Le déplacement de la prédation a des effets dévastateurs : quand l’être se sent menacé dans ses besoins, il est mûr pour chercher son seigneur et tous ceux qui empêchent les affaires de tourner en rond apparaissent comme des brutes rétrogrades et des oiseaux de mauvais augure (les méchants syndicats en l’occurrence). Penser son corps, sa maladie et son vieillissement, sa mobilité n’est pas facile et il faut surtout que ça roule à n’importe quel prix, il faut empêcher la peur. Et du coup, ouais, ça peut donner des sondages à 80 % contre le droit de grève, 95 % pour la réduction des libertés publiques, 100 % pour le jardin d’Eden. Je vous conseille la remarquable émission d’Yves Calvi sur la cinq, perroquet de la pensée unique, ça vaut largement Alain Peyrefitte. Dans ce schéma, l’ennemi, c’est l’archaïque public puisqu’il empêche la bonne circulation des capitaux et leur juste rémunération. Comme dit le proverbe, il faut se méfier de l’eau qui dort, surtout quand, elle ne dort pas et surtout quand elle ne coule pas dans les bonnes poches et il vaut mieux avoir les moyens (les chiens de garde les ont)

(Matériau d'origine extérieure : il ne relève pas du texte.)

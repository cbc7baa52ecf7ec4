use super::*;
use crate::geom::{all_collinear, convex_hull, orient2d};
use crate::sample::{draw_points, SampleCfg};
use proptest::prelude::*;

fn pts(coords: &[(f64, f64)]) -> PointSet {
    PointSet::from_xy(coords)
}

fn run(p: &PointSet) -> (TriangleMesh, TriangulationStats) {
    Triangulator::default().triangulate_with_stats(p).unwrap()
}

/// Indices in range and distinct, every triangle strictly CCW (exact sign),
/// no directed edge used twice, Delaunay, union equals the convex hull.
fn assert_valid(p: &PointSet, mesh: &TriangleMesh) {
    let cfg = GeomCfg::default();
    for t in mesh {
        assert!(t.indices().iter().all(|&i| i < p.len()), "{t:?} out of range");
        assert_eq!(t.repeated_index(), None);
        let [a, b, c] = t.indices();
        assert!(orient2d(p[a], p[b], p[c]) > 0.0, "{t:?} not CCW");
    }
    assert_eq!(repeated_edges(mesh), vec![], "overlapping triangles in {mesh:?}");
    assert!(is_delaunay(p, mesh, cfg), "{:?}", delaunay_violations(p, mesh, cfg));
    assert!(covers_convex_hull(p, mesh, cfg), "{mesh:?} does not cover the hull");
}

#[test]
fn fewer_than_three_points_is_empty() {
    assert!(triangulate(&PointSet::default()).unwrap().is_empty());
    assert!(triangulate(&pts(&[(1.0, 2.0)])).unwrap().is_empty());
    assert!(triangulate(&pts(&[(0.0, 0.0), (1.0, 1.0)])).unwrap().is_empty());
}

#[test]
fn three_points_make_one_ccw_triangle() {
    let p = pts(&[(0.0, 0.0), (1.0, 0.0), (0.0, 1.0)]);
    assert_eq!(triangulate(&p).unwrap().triangles, vec![Triangle::new(0, 1, 2)]);
    // clockwise input comes back reoriented
    let p = pts(&[(0.0, 0.0), (0.0, 1.0), (1.0, 0.0)]);
    assert_eq!(triangulate(&p).unwrap().triangles, vec![Triangle::new(0, 2, 1)]);
}

#[test]
fn collinear_inputs_are_empty() {
    let three = pts(&[(0.0, 0.0), (1.0, 1.0), (2.0, 2.0)]);
    assert!(triangulate(&three).unwrap().is_empty());
    let four = pts(&[(0.0, 0.0), (1.0, 1.0), (2.0, 2.0), (3.0, 3.0)]);
    assert!(triangulate(&four).unwrap().is_empty());
    let same = pts(&[(2.0, 3.0); 5]);
    assert!(triangulate(&same).unwrap().is_empty());
}

#[test]
fn convex_pentagon_has_three_triangles() {
    let p = pts(&[(0.0, 0.0), (2.0, 0.0), (3.0, 1.5), (1.0, 3.0), (-1.0, 1.5)]);
    let mesh = triangulate(&p).unwrap();
    assert_eq!(mesh.len(), 3);
    assert_valid(&p, &mesh);
    assert!((mesh_area(&p, &mesh) - 7.5).abs() < 1e-12);
}

#[test]
fn regular_pentagon_is_cocircular_but_complete() {
    let coords: Vec<(f64, f64)> = (0..5)
        .map(|k| {
            let th = 2.0 * std::f64::consts::PI * f64::from(k) / 5.0;
            (th.cos(), th.sin())
        })
        .collect();
    let p = pts(&coords);
    let mesh = triangulate(&p).unwrap();
    assert_eq!(mesh.len(), 3);
    assert_valid(&p, &mesh);
}

#[test]
fn square_tie_breaks_by_insertion_order() {
    let p = pts(&[(0.0, 0.0), (1.0, 0.0), (1.0, 1.0), (0.0, 1.0)]);
    let mesh = triangulate(&p).unwrap();
    assert_eq!(
        mesh.canonicalized().triangles,
        vec![Triangle::new(0, 1, 2), Triangle::new(0, 2, 3)]
    );
}

#[test]
fn square_with_centre_fans_out() {
    let p = pts(&[(0.0, 0.0), (1.0, 0.0), (1.0, 1.0), (0.0, 1.0), (0.5, 0.5)]);
    let (mesh, stats) = run(&p);
    assert_eq!(mesh.len(), 4);
    assert!(mesh.iter().all(|t| t.contains(4)));
    assert_valid(&p, &mesh);
    assert_eq!(stats.inserted, 5);
    assert_eq!(stats.ghosts_removed, 4);
    assert_eq!(stats.degenerate_removed, 0);
    // (0,1) replaces one ghost with three triangles; the centre splits both
    // square halves into four
    assert_eq!(stats.created, 7);
    assert_eq!(stats.largest_cavity, 2);
}

#[test]
fn arrow_shape_triangulates_its_hull() {
    // concave quadrilateral; the notch vertex lies inside the hull triangle
    let p = pts(&[(0.0, 1.0), (1.0, 0.0), (2.0, 1.0), (1.0, 0.5)]);
    let mesh = triangulate(&p).unwrap();
    assert_eq!(mesh.len(), 3);
    assert!(mesh.iter().all(|t| t.contains(3)));
    assert_valid(&p, &mesh);
}

#[test]
fn small_sets_in_any_order() {
    for (coords, expected) in [
        (vec![(0.0, 0.0), (0.0, 1.0), (1.0, 0.0), (1.0, 1.0)], 2),
        (vec![(-5.0, -5.0), (5.0, -5.0), (5.0, 5.0), (-5.0, 5.0), (0.0, 0.0)], 4),
        (
            vec![
                (0.123456789, 0.987654321),
                (1.111111111, 0.222222222),
                (0.333333333, 1.444444444),
            ],
            1,
        ),
    ] {
        let p = pts(&coords);
        let mesh = triangulate(&p).unwrap();
        assert_eq!(mesh.len(), expected, "{coords:?}");
        assert_valid(&p, &mesh);
    }
}

#[test]
fn duplicates_are_skipped() {
    let p = pts(&[(0.0, 0.0), (1.0, 0.0), (1.0, 0.0), (0.0, 1.0)]);
    let (mesh, stats) = run(&p);
    assert_eq!(mesh.triangles, vec![Triangle::new(0, 1, 3)]);
    assert_eq!(stats.duplicates, 1);
    assert_eq!(stats.inserted, 3);

    // duplicate of the first point, before the seed triple is complete
    let p = pts(&[(0.0, 0.0), (0.0, 0.0), (1.0, 0.0), (1.0, 1.0), (0.0, 1.0)]);
    let (mesh, stats) = run(&p);
    assert_eq!(mesh.len(), 2);
    assert!(mesh.iter().all(|t| !t.contains(1)));
    assert_eq!(stats.duplicates, 1);
    assert_valid(&p, &mesh);
}

#[test]
fn near_duplicate_within_tolerance_is_skipped() {
    let p = pts(&[(0.0, 0.0), (1.0, 0.0), (0.0, 1.0), (1.0 + 1e-12, 0.0)]);
    let (mesh, stats) = run(&p);
    assert_eq!(mesh.len(), 1);
    assert_eq!(stats.duplicates, 1);
}

#[test]
fn near_duplicate_second_point_gives_an_empty_mesh() {
    // merged with the first point, leaving two distinct points
    let p = pts(&[(1.0, 1.0), (1.0, 1.0 + 1e-12), (3.0, 2.0)]);
    let (mesh, stats) = run(&p);
    assert!(mesh.is_empty());
    assert_eq!(stats.duplicates, 1);
    assert!(all_collinear(&p.points, GeomCfg::default()));

    let p = pts(&[(1.0, 1.0), (1.0, 1.0 + 1e-12), (3.0, 2.0), (0.0, 4.0)]);
    let (mesh, stats) = run(&p);
    assert_eq!(mesh.triangles, vec![Triangle::new(0, 2, 3)]);
    assert_eq!(stats.duplicates, 1);
}

#[test]
fn nearly_collinear_points_do_not_overlap() {
    for p in [
        pts(&[
            (2.0000000024, 6.44e-9),
            (4.0000000051, 2.27e-10),
            (0.9999999986, -1.38e-9),
            (0.9999999926, -1.85e-9),
        ]),
        pts(&[(1.0, 1.0), (2.0, 3.0), (1.0 + 8e-9, 1.0), (2.0, 1.0)]),
    ] {
        let (mesh, stats) = run(&p);
        assert_eq!(mesh.len(), 2, "{p:?}");
        assert_eq!(stats.duplicates, 0);
        assert_valid(&p, &mesh);
    }
}

#[test]
fn near_vertical_hull_run_is_covered() {
    let p = pts(&[
        (4.00000000002, 2.99999999990),
        (4.00000000002, 1.00000000002),
        (3.99999999991, 2.3e-11),
        (0.99999999994, 1.99999999996),
    ]);
    let mesh = triangulate(&p).unwrap();
    assert_eq!(mesh.len(), 2);
    assert!((mesh_area(&p, &mesh) - 4.5).abs() < 1e-9);
    assert_valid(&p, &mesh);
}

#[test]
fn collinear_prefix_then_apex() {
    let p = pts(&[(0.0, 0.0), (1.0, 0.0), (2.0, 0.0), (3.0, 0.0), (1.5, 1.0)]);
    let mesh = triangulate(&p).unwrap();
    assert_eq!(mesh.len(), 3);
    assert_valid(&p, &mesh);
}

#[test]
fn points_outside_the_current_hull() {
    let p = pts(&[
        (0.0, 0.0),
        (1.0, 0.0),
        (0.0, 1.0),
        (5.0, 5.0),
        (-3.0, 2.0),
        (2.0, -4.0),
        (0.3, 0.3),
    ]);
    let mesh = triangulate(&p).unwrap();
    assert_eq!(mesh.len(), 9);
    assert_valid(&p, &mesh);
}

#[test]
fn scale_and_offset_do_not_matter() {
    for p in [
        pts(&[(1e6, 1e6), (1e6 + 1.0, 1e6), (1e6, 1e6 + 1.0)]),
        pts(&[(0.0, 0.0), (1e-10, 0.0), (0.0, 1e-10)]),
        pts(&[(-1.0, -1.0), (-3.0, -1.0), (-2.0, -4.0)]),
        pts(&[(0.0, 0.0), (1.0, 0.0), (0.5, 1e-3)]),
        pts(&[(0.0, 0.0), (1.0, 0.0), (0.5, 1e-7)]),
        pts(&[(1e6, 1e6), (1e6 + 1e-3, 1e6), (1e6, 1e6 + 1e-3)]),
        pts(&[(-1e6, 1e6), (-1e6 + 1e-6, 1e6), (-1e6, 1e6 + 1e-6)]),
    ] {
        let (mesh, stats) = run(&p);
        assert_eq!(mesh.len(), 1, "{p:?}");
        assert_eq!(stats.duplicates, 0, "{p:?}");
        assert_valid(&p, &mesh);
    }
}

#[test]
fn small_spacing_far_from_origin() {
    let coords: Vec<(f64, f64)> = (0..4)
        .flat_map(|i| (0..4).map(move |j| (1e6 + f64::from(i) * 1e-3, 1e6 + f64::from(j) * 1e-3)))
        .collect();
    let p = pts(&coords);
    let (mesh, stats) = run(&p);
    assert_eq!(stats.duplicates, 0);
    assert_eq!(mesh.len(), 18);
    assert!((mesh_area(&p, &mesh) - 9e-6).abs() < 1e-12);
    assert_valid(&p, &mesh);
}

#[test]
fn zigzag_with_collinear_hull_runs() {
    let coords: Vec<(f64, f64)> = (0..10).map(|i| (f64::from(i), f64::from(i % 3))).collect();
    let p = pts(&coords);
    let mesh = triangulate(&p).unwrap();
    assert_eq!(mesh.len(), 10);
    assert!((mesh_area(&p, &mesh) - 15.0).abs() < 1e-9);
    assert_valid(&p, &mesh);
}

#[test]
fn square_grid_is_fully_covered() {
    let coords: Vec<(f64, f64)> = (0..5)
        .flat_map(|i| (0..5).map(move |j| (f64::from(i), f64::from(j))))
        .collect();
    let p = pts(&coords);
    let (mesh, stats) = run(&p);
    assert_eq!(mesh.len(), 32);
    assert!((mesh_area(&p, &mesh) - 16.0).abs() < 1e-9);
    assert_eq!(stats.duplicates, 0);
    assert_valid(&p, &mesh);
}

#[test]
fn output_is_deterministic() {
    let p = draw_points(SampleCfg::uniform(300), 11);
    let a = triangulate(&p).unwrap();
    let b = triangulate(&p).unwrap();
    assert_eq!(a, b);
}

#[test]
fn random_cloud_is_a_full_delaunay_triangulation() {
    for seed in 0..4 {
        let p = draw_points(SampleCfg::uniform(400), seed);
        let mesh = triangulate(&p).unwrap();
        assert_valid(&p, &mesh);
        // Euler: a triangulation of n points with h hull vertices has 2n - h - 2 faces
        let h = convex_hull(&p.points).len();
        assert_eq!(mesh.len(), 2 * p.len() - h - 2, "seed {seed}");
    }
}

#[test]
fn general_position_result_ignores_input_order() {
    let p = draw_points(SampleCfg::uniform(120), 5);
    let n = p.len();
    let reversed = PointSet::new(p.points.iter().rev().copied().collect());
    let a = triangulate(&p).unwrap();
    let b = triangulate(&reversed).unwrap();
    let b_mapped = TriangleMesh::new(
        b.iter()
            .map(|t| {
                let [x, y, z] = t.indices();
                Triangle::new(n - 1 - x, n - 1 - y, n - 1 - z)
            })
            .collect(),
    );
    assert!(a.same_triangles(&b_mapped));
}

#[test]
fn lattice_clouds_with_heavy_degeneracy() {
    for seed in 0..6 {
        let p = draw_points(SampleCfg::lattice(150, 6), seed);
        let (mesh, stats) = run(&p);
        assert_valid(&p, &mesh);
        assert_eq!(stats.inserted + stats.duplicates, p.len());
        assert_eq!(stats.degenerate_removed, 0);
    }
}

#[test]
fn custom_tolerance_is_used() {
    // with a coarse tolerance the flat apex counts as collinear
    let p = pts(&[(0.0, 0.0), (1.0, 0.0), (0.5, 1e-3)]);
    let coarse = Triangulator::new(GeomCfg::with_eps(1e-2));
    assert!(coarse.triangulate(&p).unwrap().is_empty());
    assert_eq!(Triangulator::default().triangulate(&p).unwrap().len(), 1);
}

proptest! {
    #[test]
    fn prop_small_integer_sets_are_valid(
        coords in prop::collection::vec((0i32..6, 0i32..6), 0..40)
    ) {
        let p = PointSet::new(
            coords.iter().map(|&(x, y)| nalgebra::vector![f64::from(x), f64::from(y)]).collect(),
        );
        let mesh = triangulate(&p).unwrap();
        assert_valid(&p, &mesh);
        prop_assert_eq!(mesh.is_empty(), all_collinear(&p.points, GeomCfg::default()));
    }

    #[test]
    fn prop_continuous_sets_are_valid(
        coords in prop::collection::vec((-1e3f64..1e3, -1e3f64..1e3), 3..60)
    ) {
        let p = PointSet::from_xy(&coords);
        let mesh = triangulate(&p).unwrap();
        assert_valid(&p, &mesh);
        prop_assert!(mesh.max_index().map_or(true, |m| m < p.len()));
    }

    #[test]
    fn prop_jittered_lattices_stay_valid(
        cells in prop::collection::vec(
            (0i32..5, 0i32..5, jitter(), jitter()),
            3..30,
        ),
        offset in prop::sample::select(vec![0.0, 1e6, -1e6]),
        copies in 0usize..3,
    ) {
        let mut coords: Vec<(f64, f64)> = cells
            .iter()
            .map(|&(x, y, jx, jy)| (offset + f64::from(x) + jx, offset + f64::from(y) + jy))
            .collect();
        let repeated: Vec<(f64, f64)> = coords.iter().take(copies).copied().collect();
        coords.extend(repeated);
        let p = PointSet::from_xy(&coords);
        let (mesh, stats) = Triangulator::default().triangulate_with_stats(&p).unwrap();
        assert_valid(&p, &mesh);
        prop_assert_eq!(mesh.is_empty(), all_collinear(&p.points, GeomCfg::default()));
        prop_assert_eq!(stats.degenerate_removed, 0);
        prop_assert_eq!(stats.locate_fallbacks, 0);
    }
}

/// Zero, or a signed offset between 1e-12 and 1e-8.
fn jitter() -> impl Strategy<Value = f64> {
    prop_oneof![
        Just(0.0),
        (any::<bool>(), -12.0f64..-8.0).prop_map(|(neg, e)| {
            let m = 10f64.powf(e);
            if neg {
                -m
            } else {
                m
            }
        }),
    ]
}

On imaginait à tort une structure d’État en capacité d’opposer une résistance à cette lamentable immondice. Et bien pas du tout, bien au contraire. Les meilleurs amis de la marchandisation généralisée se trouvent bien installés dans la place, dans les directions des Ministères et Bercy vire à la caricature, mais d’autres, plus inattendus, ne sont pas loin derrière (on pense aussi à la Santé, aux Affaires sociales, à la Culture). Le génie du haut fonctionnaire échappe aux pesanteurs du temps ; il picore, il va, il vient, du privé au public, traverse la disponibilité rémunératrice, l’indisponibilité défrayée scie allègrement la branche sur laquelle il n’est plus assis puisqu’en cas de chute, il retombe prestement sur un moelleux matelas.
Par quelle folie du moment, rien n’interroge rien de cette aberration. Comment des gens, payés grassement à soutenir l’État peuvent-ils à ce point le mépriser et contribuer à sa destruction ? Ce qui insupporte est à la protection exorbitante dont ils bénéficient. La protection du fonctionnaire est indispensable lorsqu’elle sous-tend la spécificité de l’intérêt général, une temporalité différente de la course aux profits. Mais, dès lors qu’elle ne signifie qu’impunité, bassesses et compromission, ces protections se confondent à des privilèges.
Bien sûr, en d’autres temps, nous savons que beaucoup d’entre eux auraient préféré la tranquillité de Vichy au maquis, mais sans aller jusqu’à ces comparaisons sans doute outrancières, on aimerait juste qu’ils soient là pour ce qu’ils doivent faire, servir l’État et pas pour se servir de l’État ou dirons-nous, pas pour se servir sur la bête.